What Rental Car Insurance Do You Really Need?

I rented a car a couple of weeks ago and thought I had scored a great deal at $150 for three days. When I got to the counter and was asked whether I needed any insurance, I froze like a deer in headlights.

I knew my credit card had some insurance coverage, but I couldn't remember exactly what it covered. As a result, I ended up opting for two pieces of insurance that, in the end, were unnecessary and increased my bill to $225.

That got me thinking: What type of coverage do you really need when renting a car?

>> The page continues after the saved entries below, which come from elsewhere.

use std::collections::HashMap;
use std::sync::Arc;

use alloy_primitives::Address;
use futures::stream::{self, StreamExt};
use tracing::{info, warn};

use super::{SettlementBatch, SettlementOutcome, SettlementStatus};
use crate::execution::contract::{PreviewReport, SettlementContract};

/// Read-only classification of each user's batch against current chain state.
pub struct SettlementPreviewer {
    contract: Arc<dyn SettlementContract>,
    chunk_size: usize,
    concurrency: usize,
}

impl SettlementPreviewer {
    pub fn new(
        contract: Arc<dyn SettlementContract>,
        chunk_size: usize,
        concurrency: usize,
    ) -> Self {
        Self {
            contract,
            chunk_size: chunk_size.max(1),
            concurrency: concurrency.max(1),
        }
    }

    /// Outcome per user key. At most `concurrency` chunks are previewed at
    /// once; a failed chunk marks its users as paying nothing.
    pub async fn preview(&self, batches: &[SettlementBatch]) -> HashMap<String, SettlementOutcome> {
        let chunks: Vec<&[SettlementBatch]> = batches.chunks(self.chunk_size).collect();

        let previews: Vec<_> = chunks
            .iter()
            .copied()
            .map(|chunk| async move {
                let settlements: Vec<_> = chunk.iter().map(|b| b.settlement.clone()).collect();
                self.contract.preview_settlements(&settlements).await
            })
            .collect();
        let results: Vec<_> = stream::iter(previews)
        .buffered(self.concurrency)
        .collect()
        .await;

        let mut outcomes = HashMap::with_capacity(batches.len());
        for (index, (chunk, result)) in chunks.iter().zip(results).enumerate() {
            match result {
                Ok(report) => outcomes.extend(classify_chunk(chunk, &report)),
                Err(e) => {
                    warn!(
                        "⚠️  Preview of chunk {} ({} users) failed, assuming nothing payable: {}",
                        index,
                        chunk.len(),
                        e
                    );
                    for batch in chunk.iter() {
                        outcomes.insert(
                            batch.user.clone(),
                            SettlementOutcome::conservative(batch.total_fee()),
                        );
                    }
                }
            }
        }

        let mut counts: HashMap<SettlementStatus, usize> = HashMap::new();
        for outcome in outcomes.values() {
            *counts.entry(outcome.status).or_default() += 1;
        }
        info!("🔍 Preview of {} batches: {:?}", batches.len(), counts);
        outcomes
    }
}

/// Map a chunk's raw preview report onto its batches.
pub fn classify_chunk(
    chunk: &[SettlementBatch],
    report: &PreviewReport,
) -> HashMap<String, SettlementOutcome> {
    let by_address: HashMap<Address, &SettlementBatch> =
        chunk.iter().map(|b| (b.address(), b)).collect();

    let mut outcomes: HashMap<String, SettlementOutcome> = chunk
        .iter()
        .map(|b| (b.user.clone(), SettlementOutcome::success()))
        .collect();

    for (address, code) in &report.failed {
        let Some(batch) = by_address.get(address) else {
            warn!("Preview reported unknown user {}", address);
            continue;
        };
        let outcome = match SettlementStatus::try_from(*code) {
            Ok(SettlementStatus::Success) => SettlementOutcome::success(),
            // Partial without an amount
            Ok(SettlementStatus::Partial) => SettlementOutcome::conservative(batch.total_fee()),
            Ok(
                status @ (SettlementStatus::ProviderMismatch
                | SettlementStatus::NoTeeSigner
                | SettlementStatus::InvalidNonce
                | SettlementStatus::InvalidSignature),
            ) => SettlementOutcome {
                status,
                unsettled_amount: batch.total_fee(),
            },
            Err(unknown) => {
                warn!("Unknown settlement status {} for {}", unknown, address);
                SettlementOutcome::conservative(batch.total_fee())
            }
        };
        outcomes.insert(batch.user.clone(), outcome);
    }

    for (address, unsettled) in &report.partial {
        let Some(batch) = by_address.get(address) else {
            warn!("Preview reported partial for unknown user {}", address);
            continue;
        };
        let Some(current) = outcomes.get_mut(&batch.user) else {
            continue;
        };
        // A failure reason outranks a partial amount
        if current.status == SettlementStatus::Success || current.status == SettlementStatus::Partial {
            *current = SettlementOutcome {
                status: SettlementStatus::Partial,
                unsettled_amount: (*unsettled).min(batch.total_fee()),
            };
        }
    }

    outcomes
}

#[cfg(test)]
mod tests {
    use alloy_primitives::U256;
    use chrono::Utc;

    use super::*;
    use crate::settlement::test_support::{Harness, SlowPreviews, USER_A, USER_B, USER_C};

    #[tokio::test]
    async fn test_preview_classifies_each_user() {
        let harness = Harness::new(2);
        harness.fund(USER_A, 100);
        harness.fund(USER_B, 4);
        // USER_C never acknowledged a TEE signer
        harness.insert(USER_A, "a1", "10", 60).await;
        harness.insert(USER_B, "b1", "3", 60).await;
        harness.insert(USER_B, "b2", "5", 50).await;
        harness.insert(USER_C, "c1", "1", 60).await;

        let batches = harness.build_batches(Utc::now()).await;
        let outcomes = harness.previewer().preview(&batches).await;

        assert_eq!(outcomes[USER_A], SettlementOutcome::success());
        assert_eq!(
            outcomes[USER_B],
            SettlementOutcome {
                status: SettlementStatus::Partial,
                unsettled_amount: U256::from(4u64),
            }
        );
        assert_eq!(outcomes[USER_C].status, SettlementStatus::NoTeeSigner);
    }

    #[tokio::test]
    async fn test_failed_chunk_is_conservative_and_isolated() {
        // chunk size 1: each user previewed on its own
        let harness = Harness::new(1);
        harness.fund(USER_A, 100);
        harness.fund(USER_B, 100);
        harness.insert(USER_A, "a1", "10", 60).await;
        harness.insert(USER_B, "b1", "7", 60).await;
        harness.contract.fail_preview_for(USER_A);

        let batches = harness.build_batches(Utc::now()).await;
        let outcomes = harness.previewer().preview(&batches).await;

        assert_eq!(
            outcomes[USER_A],
            SettlementOutcome::conservative(U256::from(10u64))
        );
        assert_eq!(outcomes[USER_B], SettlementOutcome::success());
    }

    #[tokio::test]
    async fn test_preview_chunks_respect_concurrency_limit() {
        let harness = Harness::new(1);
        for user in [USER_A, USER_B, USER_C] {
            harness.fund(user, 100);
            harness.insert(user, &format!("{}-1", user), "1", 60).await;
        }
        let batches = harness.build_batches(Utc::now()).await;
        let contract = Arc::new(SlowPreviews::new(harness.contract.clone(), 20));

        let outcomes = SettlementPreviewer::new(contract.clone(), 1, 2)
            .preview(&batches)
            .await;

        assert_eq!(outcomes.len(), 3);
        assert_eq!(contract.peak(), 2);
    }

    #[tokio::test]
    async fn test_unknown_status_code_is_conservative() {
        let harness = Harness::new(4);
        harness.fund(USER_A, 100);
        harness.insert(USER_A, "a1", "10", 60).await;
        let batches = harness.build_batches(Utc::now()).await;

        let report = PreviewReport {
            failed: vec![(batches[0].address(), 42)],
            partial: vec![],
        };
        let outcomes = classify_chunk(&batches, &report);
        assert_eq!(
            outcomes[USER_A],
            SettlementOutcome::conservative(U256::from(10u64))
        );
    }
}
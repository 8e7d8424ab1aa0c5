use std::sync::atomic::{AtomicU64, Ordering};
use std::time::Duration;

use alloy_primitives::{Address, Bytes, B256, U256, U64};
use async_trait::async_trait;
use serde::de::DeserializeOwned;
use serde::{Deserialize, Serialize};
use serde_json::{json, Value};
use tracing::debug;

use crate::error::ChainError;

/// Transaction submitted through a signer-managed endpoint (`eth_sendTransaction`).
#[derive(Debug, Clone, Serialize)]
#[serde(rename_all = "camelCase")]
pub struct TxRequest {
    pub from: Address,
    pub to: Address,
    pub data: Bytes,
    pub gas_price: U256,
    #[serde(skip_serializing_if = "Option::is_none")]
    pub gas: Option<U64>,
}

#[derive(Debug, Clone, Deserialize)]
#[serde(rename_all = "camelCase")]
pub struct RpcLog {
    pub address: Address,
    pub topics: Vec<B256>,
    pub data: Bytes,
}

#[derive(Debug, Clone, Deserialize)]
#[serde(rename_all = "camelCase")]
pub struct TransactionReceipt {
    pub transaction_hash: B256,
    #[serde(default)]
    pub block_number: Option<U64>,
    #[serde(default)]
    pub status: Option<U64>,
    #[serde(default)]
    pub logs: Vec<RpcLog>,
}

/// The handful of node calls the settlement engine needs.
#[async_trait]
pub trait ChainRpc: Send + Sync {
    /// `eth_call` against the latest block.
    async fn call(&self, from: Address, to: Address, data: Bytes) -> Result<Bytes, ChainError>;

    async fn gas_price(&self) -> Result<U256, ChainError>;

    async fn send_transaction(&self, tx: &TxRequest) -> Result<B256, ChainError>;

    async fn transaction_receipt(
        &self,
        tx_hash: B256,
    ) -> Result<Option<TransactionReceipt>, ChainError>;
}

#[derive(Debug, Deserialize)]
struct RpcErrorBody {
    code: i64,
    message: String,
}

#[derive(Debug, Deserialize)]
struct RpcResponse {
    #[serde(default)]
    result: Option<Value>,
    #[serde(default)]
    error: Option<RpcErrorBody>,
}

/// JSON-RPC over HTTP
pub struct JsonRpcClient {
    http: reqwest::Client,
    url: String,
    tx_url: String,
    next_id: AtomicU64,
}

impl JsonRpcClient {
    pub fn new(url: &str, tx_url: &str, request_timeout: Duration) -> Result<Self, ChainError> {
        let http = reqwest::Client::builder()
            .timeout(request_timeout)
            .build()
            .map_err(ChainError::from)?;

        Ok(Self {
            http,
            url: url.to_string(),
            tx_url: tx_url.to_string(),
            next_id: AtomicU64::new(1),
        })
    }

    async fn request<T: DeserializeOwned>(
        &self,
        url: &str,
        method: &str,
        params: Value,
    ) -> Result<T, ChainError> {
        let id = self.next_id.fetch_add(1, Ordering::Relaxed);
        let body = json!({
            "jsonrpc": "2.0",
            "id": id,
            "method": method,
            "params": params,
        });

        debug!("📡 {} (id {})", method, id);
        let response: RpcResponse = self
            .http
            .post(url)
            .json(&body)
            .send()
            .await?
            .error_for_status()?
            .json()
            .await?;

        if let Some(err) = response.error {
            return Err(ChainError::Rpc {
                code: err.code,
                message: err.message,
            });
        }

        let result = response.result.unwrap_or(Value::Null);
        serde_json::from_value(result)
            .map_err(|e| ChainError::InvalidResponse(format!("{}: {}", method, e)))
    }
}

#[async_trait]
impl ChainRpc for JsonRpcClient {
    async fn call(&self, from: Address, to: Address, data: Bytes) -> Result<Bytes, ChainError> {
        self.request(
            &self.url,
            "eth_call",
            json!([{ "from": from, "to": to, "data": data }, "latest"]),
        )
        .await
    }

    async fn gas_price(&self) -> Result<U256, ChainError> {
        self.request(&self.url, "eth_gasPrice", json!([])).await
    }

    async fn send_transaction(&self, tx: &TxRequest) -> Result<B256, ChainError> {
        self.request(&self.tx_url, "eth_sendTransaction", json!([tx]))
            .await
    }

    async fn transaction_receipt(
        &self,
        tx_hash: B256,
    ) -> Result<Option<TransactionReceipt>, ChainError> {
        self.request(&self.url, "eth_getTransactionReceipt", json!([tx_hash]))
            .await
    }
}
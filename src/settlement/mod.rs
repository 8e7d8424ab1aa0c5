// Fee settlement reconciliation: ledger records are bundled per user, previewed
// against the escrow contract, trimmed to what the chain will pay, submitted,
// and reconciled back into the ledger.
pub mod accounts;
pub mod adjuster;
pub mod builder;
pub mod driver;
pub mod executor;
pub mod preview;
pub mod reconciler;
pub mod scheduler;

#[cfg(test)]
pub(crate) mod test_support;

use std::fmt;

use alloy_primitives::{Address, B256, U256};
use serde::Serialize;

use crate::execution::TEESettlementData;
use crate::ledger::models::PendingUsageRecord;

pub use driver::{EngineConfig, SettlementEngine};

/// Per-user result reported by the escrow contract
#[derive(Debug, Clone, Copy, PartialEq, Eq, Hash, Serialize)]
pub enum SettlementStatus {
    Success,
    Partial,
    ProviderMismatch,
    NoTeeSigner,
    InvalidNonce,
    InvalidSignature,
}

impl SettlementStatus {
    /// Failures that no retry can fix under the current on-chain state.
    pub fn is_permanent(&self) -> bool {
        match self {
            SettlementStatus::NoTeeSigner | SettlementStatus::ProviderMismatch => true,
            SettlementStatus::Success
            | SettlementStatus::Partial
            | SettlementStatus::InvalidNonce
            | SettlementStatus::InvalidSignature => false,
        }
    }

    pub fn as_str(&self) -> &'static str {
        match self {
            SettlementStatus::Success => "SUCCESS",
            SettlementStatus::Partial => "PARTIAL",
            SettlementStatus::ProviderMismatch => "PROVIDER_MISMATCH",
            SettlementStatus::NoTeeSigner => "NO_TEE_SIGNER",
            SettlementStatus::InvalidNonce => "INVALID_NONCE",
            SettlementStatus::InvalidSignature => "INVALID_SIGNATURE",
        }
    }
}

impl fmt::Display for SettlementStatus {
    fn fmt(&self, f: &mut fmt::Formatter<'_>) -> fmt::Result {
        f.write_str(self.as_str())
    }
}

impl TryFrom<u8> for SettlementStatus {
    type Error = u8;

    fn try_from(code: u8) -> Result<Self, Self::Error> {
        match code {
            0 => Ok(SettlementStatus::Success),
            1 => Ok(SettlementStatus::Partial),
            2 => Ok(SettlementStatus::ProviderMismatch),
            3 => Ok(SettlementStatus::NoTeeSigner),
            4 => Ok(SettlementStatus::InvalidNonce),
            5 => Ok(SettlementStatus::InvalidSignature),
            other => Err(other),
        }
    }
}

/// A ledger record with its parsed fee.
#[derive(Debug, Clone, PartialEq, Eq)]
pub struct PricedRecord {
    pub record: PendingUsageRecord,
    pub fee: U256,
}

/// One user's eligible records for a round, oldest first.
#[derive(Debug, Clone)]
pub struct UserRequests {
    pub user: String,
    pub address: Address,
    pub records: Vec<PricedRecord>,
}

impl UserRequests {
    pub fn total_fee(&self) -> U256 {
        self.records
            .iter()
            .fold(U256::ZERO, |acc, r| acc.saturating_add(r.fee))
    }
}

/// Signed per-user settlement, valid only for its exact record set.
#[derive(Debug, Clone)]
pub struct SettlementBatch {
    pub user: String,
    pub records: Vec<PricedRecord>,
    pub message_hash: B256,
    pub settlement: TEESettlementData,
}

impl SettlementBatch {
    pub fn address(&self) -> Address {
        self.settlement.user
    }

    pub fn total_fee(&self) -> U256 {
        self.settlement.totalFee
    }

    pub fn nonce(&self) -> U256 {
        self.settlement.nonce
    }

    pub fn request_hashes(&self) -> Vec<String> {
        self.records
            .iter()
            .map(|r| r.record.request_hash.clone())
            .collect()
    }
}

/// Preview or execution verdict for one user's batch.
#[derive(Debug, Clone, PartialEq, Eq)]
pub struct SettlementOutcome {
    pub status: SettlementStatus,
    pub unsettled_amount: U256,
}

impl SettlementOutcome {
    pub fn success() -> Self {
        Self {
            status: SettlementStatus::Success,
            unsettled_amount: U256::ZERO,
        }
    }

    /// Nothing assumed payable.
    pub fn conservative(total_fee: U256) -> Self {
        Self {
            status: SettlementStatus::Partial,
            unsettled_amount: total_fee,
        }
    }
}
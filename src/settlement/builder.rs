use std::collections::BTreeMap;
use std::str::FromStr;
use std::sync::Arc;

use alloy_primitives::{keccak256, Address, B256, U256};
use chrono::{DateTime, Utc};
use futures::stream::{self, StreamExt};
use parking_lot::Mutex;
use tracing::{debug, error, warn};

use super::{PricedRecord, SettlementBatch, UserRequests};
use crate::error::{AppResult, SettlementError};
use crate::execution::{TEESettlementData, TeeSigner};
use crate::ledger::models::PendingUsageRecord;

/// Settlement nonces are unix seconds scaled by this factor.
pub const NONCE_SCALE: u64 = 10_000_000;

/// Wall-clock derived settlement nonces, strictly increasing per process.
#[derive(Default)]
pub struct NonceGenerator {
    last: Mutex<U256>,
}

impl NonceGenerator {
    pub fn new() -> Self {
        Self::default()
    }

    pub fn next(&self, now: DateTime<Utc>) -> U256 {
        let secs = u64::try_from(now.timestamp()).unwrap_or_default();
        let candidate = U256::from(secs) * U256::from(NONCE_SCALE);
        let mut last = self.last.lock();
        let nonce = candidate.max(*last + U256::from(1u8));
        *last = nonce;
        nonce
    }
}

/// Records grouped per user plus the hashes that could not be priced.
#[derive(Debug, Default)]
pub struct GroupedRequests {
    pub users: Vec<UserRequests>,
    pub unpriceable: Vec<String>,
}

/// Group records by user, oldest first within each user.
///
/// Records with an unparsable fee, and every record of a user whose address
/// does not parse, are returned separately so they can be cooled down.
pub fn group_by_user(records: Vec<PendingUsageRecord>) -> GroupedRequests {
    let mut by_user: BTreeMap<String, Vec<PricedRecord>> = BTreeMap::new();
    let mut unpriceable = Vec::new();

    for record in records {
        match record.fee_amount() {
            Ok(fee) => by_user
                .entry(record.user_address.clone())
                .or_default()
                .push(PricedRecord { record, fee }),
            Err(e) => {
                error!("❌ Unpriceable record {}: {}", record.request_hash, e);
                unpriceable.push(record.request_hash);
            }
        }
    }

    let mut users = Vec::with_capacity(by_user.len());
    for (user, mut records) in by_user {
        let Ok(address) = Address::from_str(&user) else {
            error!("❌ Invalid user address {} on {} records", user, records.len());
            unpriceable.extend(records.into_iter().map(|r| r.record.request_hash));
            continue;
        };
        records.sort_by(|a, b| {
            a.record
                .created_at
                .cmp(&b.record.created_at)
                .then_with(|| a.record.request_hash.cmp(&b.record.request_hash))
        });
        users.push(UserRequests {
            user,
            address,
            records,
        });
    }

    GroupedRequests { users, unpriceable }
}

/// Digest binding a claimed amount to the exact ordered record set.
pub fn requests_hash(records: &[PricedRecord]) -> B256 {
    let mut data = Vec::new();
    for priced in records {
        let r = &priced.record;
        data.extend_from_slice(r.request_hash.as_bytes());
        data.extend_from_slice(r.user_address.as_bytes());
        data.extend_from_slice(r.fee.as_bytes());
        data.extend_from_slice(r.input_fee.as_bytes());
        data.extend_from_slice(r.output_fee.as_bytes());
    }
    keccak256(&data)
}

/// `keccak256(requestsHash ‖ pad32(nonce) ‖ provider ‖ user ‖ pad32(totalFee))`
pub fn message_hash(
    requests_hash: B256,
    nonce: U256,
    provider: Address,
    user: Address,
    total_fee: U256,
) -> B256 {
    let mut data = Vec::with_capacity(32 + 32 + 20 + 20 + 32);
    data.extend_from_slice(requests_hash.as_slice());
    data.extend_from_slice(&nonce.to_be_bytes::<32>());
    data.extend_from_slice(provider.as_slice());
    data.extend_from_slice(user.as_slice());
    data.extend_from_slice(&total_fee.to_be_bytes::<32>());
    keccak256(&data)
}

/// Builds and signs per-user settlement batches.
pub struct BatchBuilder {
    signer: Arc<dyn TeeSigner>,
    provider: Address,
    nonces: NonceGenerator,
    concurrency: usize,
}

impl BatchBuilder {
    pub fn new(signer: Arc<dyn TeeSigner>, provider: Address, concurrency: usize) -> Self {
        Self {
            signer,
            provider,
            nonces: NonceGenerator::new(),
            concurrency: concurrency.max(1),
        }
    }

    pub fn provider(&self) -> Address {
        self.provider
    }

    /// Sign one batch per user. A signer failure drops only that user.
    pub async fn build(&self, users: Vec<UserRequests>, now: DateTime<Utc>) -> Vec<SettlementBatch> {
        let nonce = self.nonces.next(now);

        let mut batches: Vec<SettlementBatch> = stream::iter(users)
            .map(|group| async move {
                let user = group.user.clone();
                match self.sign_records(&group.user, group.address, group.records, nonce).await {
                    Ok(batch) => Some(batch),
                    Err(e) => {
                        warn!("⚠️  TEE signing failed for {}, skipping this round: {}", user, e);
                        None
                    }
                }
            })
            .buffer_unordered(self.concurrency)
            .filter_map(|batch| async move { batch })
            .collect()
            .await;

        batches.sort_by(|a, b| a.user.cmp(&b.user));
        debug!("📦 Built {} signed batches (nonce {})", batches.len(), nonce);
        batches
    }

    /// Hash and sign an ordered record set. Used again after adjustment.
    pub async fn sign_records(
        &self,
        user: &str,
        address: Address,
        records: Vec<PricedRecord>,
        nonce: U256,
    ) -> AppResult<SettlementBatch> {
        if records.is_empty() {
            return Err(SettlementError::EmptyBatch {
                user: user.to_string(),
            }
            .into());
        }
        let total_fee = records
            .iter()
            .fold(U256::ZERO, |acc, r| acc.saturating_add(r.fee));
        let requests_hash = requests_hash(&records);
        let message_hash = message_hash(requests_hash, nonce, self.provider, address, total_fee);
        let signature = self.signer.sign(message_hash).await?;

        Ok(SettlementBatch {
            user: user.to_string(),
            records,
            message_hash,
            settlement: TEESettlementData {
                user: address,
                provider: self.provider,
                totalFee: total_fee,
                requestsHash: requests_hash,
                nonce,
                signature,
            },
        })
    }
}
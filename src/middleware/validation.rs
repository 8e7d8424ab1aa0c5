use validator::{Validate, ValidationErrors};

use crate::error::{AppError, AppResult};

/// Run `validator` rules and fold every field error into one `InvalidInput`.
pub fn validate_request<T: Validate>(value: &T) -> AppResult<()> {
    value
        .validate()
        .map_err(|e| AppError::InvalidInput(format!("Validation failed: {}", describe(&e))))
}

fn describe(errors: &ValidationErrors) -> String {
    let mut fields: Vec<String> = errors
        .field_errors()
        .into_iter()
        .map(|(field, errors)| {
            let messages: Vec<String> = errors
                .iter()
                .map(|e| {
                    e.message
                        .as_ref()
                        .map(|s| s.to_string())
                        .unwrap_or_else(|| e.code.to_string())
                })
                .collect();
            format!("{}: {}", field, messages.join(", "))
        })
        .collect();
    fields.sort();
    fields.join("; ")
}

#[cfg(test)]
mod tests {
    use validator::Validate;

    use super::*;

    #[derive(Validate)]
    struct Probe {
        #[validate(length(min = 2))]
        name: String,
        #[validate(range(max = 5))]
        count: u32,
    }

    #[test]
    fn test_every_failing_field_is_reported() {
        let err = validate_request(&Probe {
            name: "x".into(),
            count: 9,
        })
        .unwrap_err();

        let AppError::InvalidInput(message) = err else {
            panic!("unexpected error {err:?}");
        };
        assert_eq!(message, "Validation failed: count: range; name: length");
    }
}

Demystifying the Types of Rental Car Insurance
First, let's examine the main types of insurance policies that rental car companies offer:

  • Loss/Collision Damage Waiver: You may also see this policy referred to as LDW, CDW, or DW. Whatever the policy is called, it generally covers damages to the rental car as well as towing costs and other related expenses. This is often the most expensive insurance, totaling $20 to $30 a day. 
  • Supplemental Liability Insurance: This policy covers damage to other property, including other cars, that you may damage while driving your rental car, as well as medical expenses for passengers in other vehicles. This coverage costs about $10 to $15 a day.
  • Personal Accident Insurance: This insurance covers medical costs for you and your passengers if you're involved in an accident. It costs around $5 a day.
  • Personal Effects Insurance: This covers the loss of items you keep in your rental car should it get stolen or broken into. Sometimes this coverage is lumped into Personal Accident Insurance. When separate, coverage typically costs less than $5 a day.

How You May Have Coverage Already
You may not need to opt for the insurance you're offered, however. That's because you may already have existing insurance policies that overlap with the coverage rental car companies are offering. Below are some ways your existing insurance policies or credit cards may cover you.

  • Existing Car Insurance: If you own a car and have insured it, your policy likely covers collision, theft, vandalism and liability, so you may not need the loss/collision damage waiver and the liability insurance. That said, if your primary policy is a bare-bones one, has an extremely high deductible or has low coverage limits, it may still make sense to opt into loss damage waiver and liability insurance.

    Erik Chiprich, a New York-based agent at State Farm Insurance, notes that people who don't own cars can still get coverage for those times when they drive. "Non-owned auto insurance policies are for people who don't own cars," he says. "It protects them when they rent or borrow cars."
  • Insurance Coverage on Credit Cards: Credit cards that offer rental car insurance protection typically protect against physical damage to the rental car, theft and loss of use. Most credit cards offer what's known as secondary coverage, which means your primary car insurance will kick in first. The credit card insurance will take effect to cover any costs the primary policy doesn't (such as deductibles and damages in excess of what the primary policy pays).

    If you don't have any primary car insurance, then the credit card insurance will function as your primary policy. Some cards, such as the Chase Sapphire Preferred and Chase MileagePlus United Club Card, offer primary insurance. Generally, for you to be eligible for the coverage through your credit card, you need to: 

    1) Charge the car rental to the credit card offering the insurance; and
    2) Decline the rental car insurance, in this case, the Loss Damage Waiver.

    Don't assume your credit card will provide all the insurance you need, however. 

    "It is rare that credit cards provide liability insurance," Chiprich says. "That's a key point because liability insurance is required by law to drive the car. Many people have the false comfort that the credit card takes care of all insurance requirements only to realize later they were driving the car illegally."
  • Health Insurance: With the implementation of universal health care, most people should have some type of health insurance coverage. If you have relatively good coverage with a low deductible, you probably don't need to opt into the Personal Accident Insurance to get additional health insurance coverage. But if your policy has a high deductible, you should weigh the Personal Accident Insurance coverage vs. your existing health insurance to see whether it's worth it. If you have no health insurance coverage, it's probably worth your while to opt into this policy for $5 a day.
  • Renters or Homeowners Insurance: If you already have a renters or homeowners insurance policy, your personal belongings are already covered, whether they're in your home or in your car. As a result, you likely won't need to opt into the Personal Effects policy.

Putting It All Together
Figuring out the rental car insurance ecosystem is complicated. Plan ahead and do some work in advance, so you don't feel stressed when you get to the rental car counter. Be sure to check with your existing insurance providers to confirm what they will and will not cover when you rent a car.

Next, call any credit card companies that offer protection to confirm their benefits. Make sure to ask credit card companies about rental time limits, coverage overseas and whether they exclude certain types of rental cars, such as antique and luxury vehicles.

Once you've done the heavy lifting, signing the rental car contract should be stress-free. Happy driving!